▶ **WHAT IS BEING ASKED**: Each line below is to be written out in full, exactly as shown.

▶ **DATA PROVIDED**:
+---+

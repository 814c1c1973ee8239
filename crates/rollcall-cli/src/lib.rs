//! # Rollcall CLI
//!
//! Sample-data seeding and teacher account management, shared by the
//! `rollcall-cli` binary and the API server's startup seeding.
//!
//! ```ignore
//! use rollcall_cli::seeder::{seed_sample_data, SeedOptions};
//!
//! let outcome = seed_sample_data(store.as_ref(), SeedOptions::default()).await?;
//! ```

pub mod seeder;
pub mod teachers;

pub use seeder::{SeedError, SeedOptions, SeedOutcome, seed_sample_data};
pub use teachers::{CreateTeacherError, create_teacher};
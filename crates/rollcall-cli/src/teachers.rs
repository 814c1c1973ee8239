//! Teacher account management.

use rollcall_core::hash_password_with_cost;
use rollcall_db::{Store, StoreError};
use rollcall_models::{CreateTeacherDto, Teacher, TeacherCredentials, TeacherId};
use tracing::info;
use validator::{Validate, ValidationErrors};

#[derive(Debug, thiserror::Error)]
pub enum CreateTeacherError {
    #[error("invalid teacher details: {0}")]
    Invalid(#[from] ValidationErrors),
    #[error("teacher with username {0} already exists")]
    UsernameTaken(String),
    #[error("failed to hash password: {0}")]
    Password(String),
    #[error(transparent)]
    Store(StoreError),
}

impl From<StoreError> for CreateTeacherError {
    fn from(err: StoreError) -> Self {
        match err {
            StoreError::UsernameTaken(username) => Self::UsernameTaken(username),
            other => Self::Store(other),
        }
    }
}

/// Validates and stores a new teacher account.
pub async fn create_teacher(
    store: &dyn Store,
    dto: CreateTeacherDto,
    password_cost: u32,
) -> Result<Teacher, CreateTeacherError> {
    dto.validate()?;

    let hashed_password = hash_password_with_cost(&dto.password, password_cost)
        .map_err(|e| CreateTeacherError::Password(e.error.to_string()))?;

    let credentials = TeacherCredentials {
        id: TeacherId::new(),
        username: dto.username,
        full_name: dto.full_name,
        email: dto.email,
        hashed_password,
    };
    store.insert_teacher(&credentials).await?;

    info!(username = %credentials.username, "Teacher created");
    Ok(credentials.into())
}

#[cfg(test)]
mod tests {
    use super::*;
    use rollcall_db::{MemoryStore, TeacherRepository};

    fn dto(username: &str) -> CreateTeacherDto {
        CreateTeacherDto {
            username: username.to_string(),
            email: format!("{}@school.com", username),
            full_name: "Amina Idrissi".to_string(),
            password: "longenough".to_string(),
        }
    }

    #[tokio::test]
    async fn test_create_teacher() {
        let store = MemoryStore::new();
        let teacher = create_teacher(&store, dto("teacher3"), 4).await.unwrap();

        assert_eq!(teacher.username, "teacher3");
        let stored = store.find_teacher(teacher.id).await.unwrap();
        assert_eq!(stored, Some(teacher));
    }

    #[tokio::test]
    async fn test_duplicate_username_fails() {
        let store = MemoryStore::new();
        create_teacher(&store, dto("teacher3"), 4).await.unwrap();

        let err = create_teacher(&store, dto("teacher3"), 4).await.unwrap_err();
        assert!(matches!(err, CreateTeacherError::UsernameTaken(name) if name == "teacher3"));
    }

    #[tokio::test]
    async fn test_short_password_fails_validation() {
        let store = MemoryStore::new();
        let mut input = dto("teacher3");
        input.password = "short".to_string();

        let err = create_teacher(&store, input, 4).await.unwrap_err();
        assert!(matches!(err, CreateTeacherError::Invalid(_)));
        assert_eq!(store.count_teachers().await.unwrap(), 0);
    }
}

+---+

▶ **THE ANSWER**:
repository 814c1c1973ee8239
filename crates/rollcall-cli/src/lib.rs
//! # Rollcall CLI
//!
//! Sample-data seeding and teacher account management, shared by the
//! `rollcall-cli` binary and the API server's startup seeding.
//!
//! ```ignore
//! use rollcall_cli::seeder::{seed_sample_data, SeedOptions};
//!
//! let outcome = seed_sample_data(store.as_ref(), SeedOptions::default()).await?;
//! ```

pub mod seeder;
pub mod teachers;

pub use seeder::{SeedError, SeedOptions, SeedOutcome, seed_sample_data};
pub use teachers::{CreateTeacherError, create_teacher};
filename crates/rollcall-cli/src/teachers.rs
repository 814c1c1973ee8239
//! Teacher account management.

use rollcall_core::hash_password_with_cost;
use rollcall_db::{Store, StoreError};
use rollcall_models::{CreateTeacherDto, Teacher, TeacherCredentials, TeacherId};
use tracing::info;
use validator::{Validate, ValidationErrors};

#[derive(Debug, thiserror::Error)]
pub enum CreateTeacherError {
    #[error("invalid teacher details: {0}")]
    Invalid(#[from] ValidationErrors),
    #[error("teacher with username {0} already exists")]
    UsernameTaken(String),
    #[error("failed to hash password: {0}")]
    Password(String),
    #[error(transparent)]
    Store(StoreError),
}

impl From<StoreError> for CreateTeacherError {
    fn from(err: StoreError) -> Self {
        match err {
            StoreError::UsernameTaken(username) => Self::UsernameTaken(username),
            other => Self::Store(other),
        }
    }
}

/// Validates and stores a new teacher account.
pub async fn create_teacher(
    store: &dyn Store,
    dto: CreateTeacherDto,
    password_cost: u32,
) -> Result<Teacher, CreateTeacherError> {
    dto.validate()?;

    let hashed_password = hash_password_with_cost(&dto.password, password_cost)
        .map_err(|e| CreateTeacherError::Password(e.error.to_string()))?;

    let credentials = TeacherCredentials {
        id: TeacherId::new(),
        username: dto.username,
        full_name: dto.full_name,
        email: dto.email,
        hashed_password,
    };
    store.insert_teacher(&credentials).await?;

    info!(username = %credentials.username, "Teacher created");
    Ok(credentials.into())
}

#[cfg(test)]
mod tests {
    use super::*;
    use rollcall_db::{MemoryStore, TeacherRepository};

    fn dto(username: &str) -> CreateTeacherDto {
        CreateTeacherDto {
            username: username.to_string(),
            email: format!("{}@school.com", username),
            full_name: "Amina Idrissi".to_string(),
            password: "longenough".to_string(),
        }
    }

    #[tokio::test]
    async fn test_create_teacher() {
        let store = MemoryStore::new();
        let teacher = create_teacher(&store, dto("teacher3"), 4).await.unwrap();

        assert_eq!(teacher.username, "teacher3");
        let stored = store.find_teacher(teacher.id).await.unwrap();
        assert_eq!(stored, Some(teacher));
    }

    #[tokio::test]
    async fn test_duplicate_username_fails() {
        let store = MemoryStore::new();
        create_teacher(&store, dto("teacher3"), 4).await.unwrap();

        let err = create_teacher(&store, dto("teacher3"), 4).await.unwrap_err();
        assert!(matches!(err, CreateTeacherError::UsernameTaken(name) if name == "teacher3"));
    }

    #[tokio::test]
    async fn test_short_password_fails_validation() {
        let store = MemoryStore::new();
        let mut input = dto("teacher3");
        input.password = "short".to_string();

        let err = create_teacher(&store, input, 4).await.unwrap_err();
        assert!(matches!(err, CreateTeacherError::Invalid(_)));
        assert_eq!(store.count_teachers().await.unwrap(), 0);
    }
}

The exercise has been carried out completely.